Here are the real concerns with CrossFit:

1\. Incredibly poor quality control across affiliates means that a lot of
instructors are not well trained in teaching how to do mechanically complex
lifts to participants that have never done them before.

2\. Which leads directly to increased rates of injury amongst participants
trying to perform too many reps of the same exercise using too much weight
causing their form to break down because their instructors are not paying
attention to them. The culture of CrossFit exacerbates this by encouraging you
to push yourself beyond your limits...and potentially beyond what is safe.

Now, if you luck out and end up at a good CrossFit gym with good instructors
you might not ever experience these problems. But that's the issue. How do
you, as an untrained athlete that has never done a power clean before,
determine whether or not the instructors at your gym know how to properly
teach them?

------
pedalpete
I'd argue people don't hate CrossFit, they hate CrossFitters.

I don't hate Triathlon, I hate triathletes, I don't hate Apple, I hate
Appholes (or fanbois or whatever you want to call them).

I've done Crossfit for about 8 months, it got me through a 3-day 4 stage
mountain bike race when I hadn't been on a bike in a year.
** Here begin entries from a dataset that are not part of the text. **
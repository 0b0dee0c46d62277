//! Command-line options.

use std::path::PathBuf;

use clap::{ArgAction, Parser};
use log::LevelFilter;

use crate::snip::OverlayOptions;

#[derive(Debug, Parser)]
#[command(
    name = "snipshot",
    version,
    about = "Capture the screen or a dragged region to a bitmap and the clipboard"
)]
pub struct Args {
    /// Drag a rectangle over a frozen copy of the desktop instead of capturing everything.
    #[arg(long)]
    pub snip: bool,

    /// Directory for the bitmap (defaults to the desktop).
    #[arg(short, long, value_name = "DIR")]
    pub out_dir: Option<PathBuf>,

    /// Do not copy the capture to the clipboard.
    #[arg(long)]
    pub no_clipboard: bool,

    /// Hide the "width × height" label while dragging.
    #[arg(long)]
    pub no_label: bool,

    /// More logging; repeat for debug output.
    #[arg(short, long, action = ArgAction::Count)]
    pub verbose: u8,
}

impl Args {
    pub fn output_dir(&self) -> PathBuf {
        self.out_dir
            .clone()
            .or_else(dirs::desktop_dir)
            .unwrap_or_else(|| PathBuf::from("."))
    }

    pub fn overlay_options(&self) -> OverlayOptions {
        OverlayOptions {
            show_label: !self.no_label,
        }
    }

    pub fn log_level(&self) -> LevelFilter {
        match self.verbose {
            0 => LevelFilter::Warn,
            1 => LevelFilter::Info,
            _ => LevelFilter::Debug,
        }
    }
}

#[cfg(test)]
mod tests {
    use super::*;

    #[test]
    fn defaults_capture_everything_with_label() {
        let args = Args::parse_from(["snipshot"]);
        assert!(!args.snip);
        assert!(!args.no_clipboard);
        assert!(args.overlay_options().show_label);
        assert_eq!(args.log_level(), LevelFilter::Warn);
    }

    #[test]
    fn flags_are_parsed() {
        let args = Args::parse_from([
            "snipshot",
            "--snip",
            "--no-label",
            "--no-clipboard",
            "-o",
            "/tmp/shots",
            "-vv",
        ]);
        assert!(args.snip);
        assert!(args.no_clipboard);
        assert!(!args.overlay_options().show_label);
        assert_eq!(args.output_dir(), PathBuf::from("/tmp/shots"));
        assert_eq!(args.log_level(), LevelFilter::Debug);
    }

    #[test]
    fn cli_definition_is_consistent() {
        use clap::CommandFactory;
        Args::command().debug_assert();
    }
}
I truly feel there
is no way I would have survived had I not built up my strength and endurance,
and for me, Crossfit was just the ticket for that.
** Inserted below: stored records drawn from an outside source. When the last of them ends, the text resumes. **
//! Drag-to-select state machine.

use crate::geometry::{LocalPoint, LocalRect};

/// Selections narrower or shorter than this are treated as a stray click.
pub const MIN_SELECTION_SIZE: u32 = 2;

#[derive(Debug, Clone, Copy, PartialEq, Eq)]
pub enum Button {
    Primary,
    Secondary,
    Other,
}

/// How an interaction ended.
#[derive(Debug, Clone, Copy, PartialEq, Eq)]
pub enum Outcome {
    Selected(LocalRect),
    Cancelled,
}

/// What the surface should do after an event.
#[derive(Debug, Clone, Copy, PartialEq, Eq)]
pub enum Response {
    Ignored,
    Redraw,
    Close(Outcome),
}

#[derive(Debug, Clone, Copy, PartialEq, Eq, Default)]
pub enum Drag {
    /// Nothing pressed yet.
    #[default]
    Idle,
    Dragging {
        start: LocalPoint,
        current: LocalPoint,
    },
    /// Terminal: every later event is ignored.
    Done(Outcome),
}

impl Drag {
    pub fn press(&mut self, button: Button, at: LocalPoint) -> Response {
        match *self {
            Drag::Done(_) => Response::Ignored,
            _ if button != Button::Primary => Response::Ignored,
            _ => {
                *self = Drag::Dragging {
                    start: at,
                    current: at,
                };
                Response::Redraw
            }
        }
    }

    pub fn motion(&mut self, at: LocalPoint) -> Response {
        match self {
            Drag::Dragging { current, .. } => {
                *current = at;
                Response::Redraw
            }
            _ => Response::Ignored,
        }
    }

    pub fn release(&mut self, button: Button, at: LocalPoint) -> Response {
        let Drag::Dragging { start, .. } = *self else {
            return Response::Ignored;
        };
        if button != Button::Primary {
            return Response::Ignored;
        }

        let rect = LocalRect::from_points(start, at);
        let outcome = if rect.width() < MIN_SELECTION_SIZE || rect.height() < MIN_SELECTION_SIZE {
            Outcome::Cancelled
        } else {
            Outcome::Selected(rect)
        };
        self.finish(outcome)
    }

    pub fn escape(&mut self) -> Response {
        self.finish(Outcome::Cancelled)
    }

    fn finish(&mut self, outcome: Outcome) -> Response {
        if let Drag::Done(_) = self {
            return Response::Ignored;
        }
        *self = Drag::Done(outcome);
        Response::Close(outcome)
    }

    /// Normalized rectangle of the drag in progress.
    pub fn rect(&self) -> Option<LocalRect> {
        match *self {
            Drag::Dragging { start, current } => Some(LocalRect::from_points(start, current)),
            _ => None,
        }
    }

    pub fn outcome(&self) -> Option<Outcome> {
        match *self {
            Drag::Done(outcome) => Some(outcome),
            _ => None,
        }
    }
}
//! pgdelta diff - compare two snapshot files offline

use super::{declared_renames, output, read_snapshot};
use anyhow::{Context, Result};
use pgdelta::config::Config;
use pgdelta::ddl::Ddl;
use pgdelta::diff;
use pgdelta::resolver::Resolvers;
use std::path::PathBuf;
use tracing::info;

#[derive(clap::ValueEnum, Clone, Debug, Default, PartialEq)]
pub enum DiffFormat {
    /// Statements only, ready to run
    #[default]
    Sql,
    /// Steps, statements and grouped statements as JSON
    Json,
    /// One line per step followed by the statements
    Summary,
}

#[derive(Debug, Clone)]
pub struct DiffCommand {
    /// Omitted means an empty database.
    pub from: Option<PathBuf>,
    pub to: PathBuf,
    pub format: DiffFormat,
    pub output: Option<PathBuf>,
}

/// Returns whether the snapshots differ.
pub fn cmd_diff(config: &Config, args: &DiffCommand) -> Result<bool> {
    let from = match &args.from {
        Some(path) => read_snapshot(path)?,
        None => Ddl::new(),
    };
    let to = read_snapshot(&args.to)?;
    let filter = config.filter();
    let from = filter.apply(from);
    let to = filter.apply(to);

    let renames = declared_renames(config)?;
    let result = diff::diff(&from, &to, &Resolvers::uniform(&renames), config.diff.mode)?;
    info!("{} statement(s)", result.sql_statements.len());

    let sql_text = || {
        let mut sql = result.sql_statements.join("\n\n");
        if !sql.is_empty() {
            sql.push('\n');
        }
        sql
    };

    let rendered = match args.format {
        DiffFormat::Sql => sql_text(),
        DiffFormat::Json => {
            serde_json::to_string_pretty(&result).context("Failed to serialize diff")? + "\n"
        }
        DiffFormat::Summary => {
            if result.is_empty() {
                println!("✅ No differences found");
            } else {
                output::print_plan_header(&result);
                output::print_concise_plan(&result);
                output::print_statements(&result);
            }
            // The summary goes to the terminal; a file still gets plain SQL.
            if args.output.is_some() {
                sql_text()
            } else {
                String::new()
            }
        }
    };

    match &args.output {
        Some(path) => {
            std::fs::write(path, &rendered)
                .with_context(|| format!("Failed to write {}", path.display()))?;
            eprintln!(
                "Wrote {} statement(s) to {}",
                result.sql_statements.len(),
                path.display()
            );
        }
        None => print!("{}", rendered),
    }

    Ok(!result.is_empty())
}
HOWEVER, I am always concerned when people identify so strongly with a
brand/experience and feel the need to push it on everybody they meet. I've
seen triathlon take over a guys life to the point where his wife left him, and
took the kids (I think he may have lost his job too, but it was long ago, and
I can't remember). All because it was so important to him to identify himself
as an IronMan.

I've done Ironman, it was an ok event, far from the hardest thing I've done in
my life, but you know what I couldn't stand about Ironman? The people. People
who spent every waking moment trying to figure out how they could save 30
seconds on their time so that .... well, exactly, there is no point to it. But
they'd go spend hours and hours on end trying to "improve themselves". But
what are they really improving?

Now, Crossfit is a different animal, but for many people, it is still this
addictive "I can be a better Crossfitter, I can be more competitive against
other Crossfitters, I can talk about how much protein vs carbs I take in and
how that affects my..." It's inane, it's boring, it's egotistical.
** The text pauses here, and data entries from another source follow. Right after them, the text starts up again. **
use super::{RenameResolver, Renameable, Resolution};
use crate::error::DiffError;
use std::collections::BTreeMap;
use tracing::debug;

/// Conservative resolver: every candidate is a drop or a create.
#[derive(Debug, Clone, Copy, Default)]
pub struct NoRenames;

impl<T> RenameResolver<T> for NoRenames {
    fn resolve(&self, only_in_from: Vec<T>, only_in_to: Vec<T>) -> Resolution<T> {
        Resolution::unmatched(only_in_from, only_in_to)
    }
}

/// Matches entities against caller-confirmed `"<old>-><new>"` declarations,
/// e.g. `public.users->public.users1` or `public.users1.id->public.users1.id1`.
#[derive(Debug, Clone, Default)]
pub struct DeclaredRenames {
    renames: BTreeMap<String, String>,
}

impl DeclaredRenames {
    pub fn new() -> Self {
        Self::default()
    }

    pub fn parse<I, S>(declarations: I) -> Result<Self, DiffError>
    where
        I: IntoIterator<Item = S>,
        S: AsRef<str>,
    {
        let mut renames = BTreeMap::new();
        for declaration in declarations {
            let declaration = declaration.as_ref();
            let (from, to) = declaration
                .split_once("->")
                .map(|(from, to)| (from.trim(), to.trim()))
                .filter(|(from, to)| !from.is_empty() && !to.is_empty() && !to.contains("->"))
                .ok_or_else(|| DiffError::InvalidRename(declaration.to_string()))?;
            renames.insert(from.to_string(), to.to_string());
        }
        Ok(Self { renames })
    }

    pub fn with(mut self, from: impl Into<String>, to: impl Into<String>) -> Self {
        self.renames.insert(from.into(), to.into());
        self
    }

    pub fn is_empty(&self) -> bool {
        self.renames.is_empty()
    }

    pub fn target_of(&self, from: &str) -> Option<&str> {
        self.renames.get(from).map(String::as_str)
    }
}

impl<T: Renameable> RenameResolver<T> for DeclaredRenames {
    fn resolve(&self, only_in_from: Vec<T>, mut only_in_to: Vec<T>) -> Resolution<T> {
        let mut matched = Vec::new();
        let mut unmatched_from = Vec::new();

        for from in only_in_from {
            let from_key = from.rename_key();
            let position = self
                .target_of(&from_key)
                .and_then(|target| only_in_to.iter().position(|to| to.rename_key() == target));
            match position {
                Some(pos) => {
                    let to = only_in_to.remove(pos);
                    debug!("Resolved {} rename {} -> {}", T::KIND, from_key, to.rename_key());
                    matched.push((from, to));
                }
                None => unmatched_from.push(from),
            }
        }

        Resolution {
            matched,
            unmatched_from,
            unmatched_to: only_in_to,
        }
    }
}
//! Normalized schema snapshot: a flat collection of typed entities.

pub mod constraint;
pub mod default;
pub mod enum_type;
pub mod id;
pub mod index;
pub mod naming;
pub mod policy;
pub mod role;
pub mod schema;
pub mod sequence;
pub mod table;
pub mod types;
pub mod validate;
pub mod view;

pub use constraint::{CheckConstraint, FkAction, ForeignKey, PrimaryKey, UniqueConstraint};
pub use default::{ColumnDefault, DefaultLiteral};
pub use enum_type::EnumType;
pub use id::{EntityId, EntityKind};
pub use index::{Index, IndexColumn};
pub use policy::{Policy, PolicyAs, PolicyFor};
pub use role::Role;
pub use schema::Schema;
pub use sequence::Sequence;
pub use table::{Column, Table};
pub use types::ColumnType;
pub use view::View;

use serde::{Deserialize, Serialize};

#[derive(Debug, Clone, Default, PartialEq, Serialize, Deserialize)]
#[serde(default)]
pub struct Ddl {
    pub schemas: Vec<Schema>,
    pub roles: Vec<Role>,
    pub enums: Vec<EnumType>,
    pub sequences: Vec<Sequence>,
    pub tables: Vec<Table>,
    pub columns: Vec<Column>,
    pub primary_keys: Vec<PrimaryKey>,
    pub foreign_keys: Vec<ForeignKey>,
    pub uniques: Vec<UniqueConstraint>,
    pub checks: Vec<CheckConstraint>,
    pub indexes: Vec<Index>,
    pub views: Vec<View>,
    pub policies: Vec<Policy>,
}

impl Ddl {
    pub fn new() -> Self {
        Self::default()
    }

    pub fn from_json(json: &str) -> serde_json::Result<Self> {
        serde_json::from_str(json)
    }

    pub fn to_json(&self) -> serde_json::Result<String> {
        serde_json::to_string_pretty(self)
    }

    pub fn is_empty(&self) -> bool {
        self == &Ddl::default()
    }

    pub fn table(&self, schema: &str, name: &str) -> Option<&Table> {
        self.tables.iter().find(|t| t.is(schema, name))
    }

    pub fn has_table(&self, schema: &str, name: &str) -> bool {
        self.table(schema, name).is_some()
    }

    pub fn columns_of<'a>(
        &'a self,
        schema: &'a str,
        table: &'a str,
    ) -> impl Iterator<Item = &'a Column> + 'a {
        self.columns.iter().filter(move |c| c.belongs_to(schema, table))
    }

    pub fn column(&self, schema: &str, table: &str, name: &str) -> Option<&Column> {
        self.columns
            .iter()
            .find(|c| c.belongs_to(schema, table) && c.name == name)
    }

    pub fn primary_key_of(&self, schema: &str, table: &str) -> Option<&PrimaryKey> {
        self.primary_keys
            .iter()
            .find(|pk| pk.belongs_to(schema, table))
    }

    pub fn policies_of<'a>(
        &'a self,
        schema: &'a str,
        table: &'a str,
    ) -> impl Iterator<Item = &'a Policy> + 'a {
        self.policies
            .iter()
            .filter(move |p| p.belongs_to(schema, table))
    }

    pub fn enum_type(&self, schema: &str, name: &str) -> Option<&EnumType> {
        self.enums
            .iter()
            .find(|e| e.schema == schema && e.name == name)
    }

    /// Effective row-level security: declared, or implied by owning a policy.
    pub fn rls_enabled(&self, table: &Table) -> bool {
        table.rls_enabled
            || self
                .policies_of(&table.schema, &table.name)
                .next()
                .is_some()
    }

    /// Canonical form used for comparison: built-in type aliases collapsed,
    /// column-inline primary keys lifted to table level, and missing
    /// constraint and index names derived.
    pub fn normalized(&self) -> Ddl {
        let mut ddl = self.clone();

        for column in &mut ddl.columns {
            column.column_type = column.column_type.normalized();
        }

        for table in &self.tables {
            if ddl.primary_key_of(&table.schema, &table.name).is_some() {
                continue;
            }
            let inline: Vec<String> = self
                .columns_of(&table.schema, &table.name)
                .filter(|c| c.primary_key)
                .map(|c| c.name.clone())
                .collect();
            if !inline.is_empty() {
                ddl.primary_keys.push(PrimaryKey {
                    schema: table.schema.clone(),
                    table: table.name.clone(),
                    name: String::new(),
                    columns: inline,
                });
            }
        }
        for column in &mut ddl.columns {
            column.primary_key = false;
        }

        for pk in &mut ddl.primary_keys {
            if pk.name.is_empty() {
                pk.name = naming::default_name_for_pk(&pk.table);
            }
        }
        for fk in &mut ddl.foreign_keys {
            if fk.name.is_empty() {
                fk.name =
                    naming::default_name_for_fk(&fk.table, &fk.columns, &fk.table_to, &fk.columns_to);
            }
        }
        for unique in &mut ddl.uniques {
            if unique.name.is_empty() {
                unique.name = naming::default_name_for_unique(&unique.table, &unique.columns);
            }
        }
        for index in &mut ddl.indexes {
            if index.name.is_empty() {
                index.name = naming::default_name_for_index(&index.table, &index.columns);
            }
        }

        ddl
    }
}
Did you regularly talk about how much you were lifting at the gym before? How
many reps you could eke out at x amount of weight. If you did, that was pretty
damn boring too!

There are lots of interesting things in the world, your gym habit isn't one of
them.

So, put down the ego, and build something, this is HackerNews, not... well,
something that none of us care about.

------
mynewwork
Videos like this are why people dislike crossfit:
[http://www.youtube.com/watch?v=M8up6A4QesU](http://www.youtube.com/watch?v=M8up6A4QesU)

Crossfit is just a very successful gimmick, but unlike the fad diets that are
unlikely to cause harm, crossfit is likely to cause inexperienced people
serious injury. The cult-like devotion they build in their participants, mixed
with the bro-science they preach just adds fuel to the fire.

------
snowwrestler
The essential defense here is that Crossfit is just a workout, so there
shouldn't be anything to hate. Which raises the question, if it's just a
workout, why does it need hundreds of words defending it?

------
zmonkeyz
Because they had a bad experience. It's as simple as that.